## Task description:
Repeat the listing below in full, exactly as it stands.

┌─ Available data

use std::{fs, process::Command};

fn sprite_chase() -> Command {
    Command::new(env!("CARGO_BIN_EXE_sprite-chase"))
}

#[test]
fn scripted_grid_session_collects_the_configured_target() {
    let path = std::env::temp_dir().join(format!(
        "sprite-chase-headless-{}.toml",
        std::process::id()
    ));
    fs::write(&path, "mode = \"grid\"\ntarget_start = { x = 7, y = 2 }\n").expect("write config");

    let output = sprite_chase()
        .arg("--config")
        .arg(&path)
        .args(["--seed", "5", "--headless", "--script", "right*90,up*60"])
        .output()
        .expect("run sprite-chase");
    let _ = fs::remove_file(&path);

    assert!(output.status.success(), "{output:?}");
    let stdout = String::from_utf8_lossy(&output.stdout);
    assert!(stdout.contains("Welcome to Sprite Chase."), "{stdout}");
    assert!(stdout.contains("frames=150 score=1"), "{stdout}");
}

#[test]
fn invalid_configuration_fails_with_a_message() {
    let output = sprite_chase()
        .args(["--speed", "0", "--headless", "--frames", "1"])
        .output()
        .expect("run sprite-chase");

    assert!(!output.status.success());
    let stderr = String::from_utf8_lossy(&output.stderr);
    assert!(stderr.contains("invalid game configuration"), "{stderr}");
}

#[test]
fn headless_run_without_length_is_rejected() {
    let output = sprite_chase()
        .arg("--headless")
        .output()
        .expect("run sprite-chase");

    assert!(!output.status.success());
}
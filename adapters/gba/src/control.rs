// bitflags expands its internal flag storage as `pub` items.
#![allow(unreachable_pub)]

bitflags::bitflags! {
    /// Display control register bits used by the adapter.
    #[derive(Clone, Copy, Debug, Default, PartialEq, Eq, Hash)]
    pub struct DisplayControl: u16 {
        /// Object tiles are laid out one after another rather than in a 2D sheet.
        const OBJECT_1D_MAPPING = 0x0040;
        /// Objects are drawn.
        const OBJECTS = 0x1000;
    }
}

└─

## Answer below:
use std::{fs, process::Command};

fn sprite_chase() -> Command {
    Command::new(env!("CARGO_BIN_EXE_sprite-chase"))
}

#[test]
fn scripted_grid_session_collects_the_configured_target() {
    let path = std::env::temp_dir().join(format!(
        "sprite-chase-headless-{}.toml",
        std::process::id()
    ));
    fs::write(&path, "mode = \"grid\"\ntarget_start = { x = 7, y = 2 }\n").expect("write config");

    let output = sprite_chase()
        .arg("--config")
        .arg(&path)
        .args(["--seed", "5", "--headless", "--script", "right*90,up*60"])
        .output()
        .expect("run sprite-chase");
    let _ = fs::remove_file(&path);

    assert!(output.status.success(), "{output:?}");
    let stdout = String::from_utf8_lossy(&output.stdout);
    assert!(stdout.contains("Welcome to Sprite Chase."), "{stdout}");
    assert!(stdout.contains("frames=150 score=1"), "{stdout}");
}

#[test]
fn invalid_configuration_fails_with_a_message() {
    let output = sprite_chase()
        .args(["--speed", "0", "--headless", "--frames", "1"])
        .output()
        .expect("run sprite-chase");

    assert!(!output.status.success());
    let stderr = String::from_utf8_lossy(&output.stderr);
    assert!(stderr.contains("invalid game configuration"), "{stderr}");
}

#[test]
fn headless_run_without_length_is_rejected() {
    let output = sprite_chase()
        .arg("--headless")
        .output()
        .expect("run sprite-chase");

    assert!(!output.status.success());
}
filename adapters/gba/src/control.rs
// bitflags expands its internal flag storage as `pub` items.
#![allow(unreachable_pub)]

bitflags::bitflags! {
    /// Display control register bits used by the adapter.
    #[derive(Clone, Copy, Debug, Default, PartialEq, Eq, Hash)]
    pub struct DisplayControl: u16 {
        /// Object tiles are laid out one after another rather than in a 2D sheet.
        const OBJECT_1D_MAPPING = 0x0040;
        /// Objects are drawn.
        const OBJECTS = 0x1000;
    }
}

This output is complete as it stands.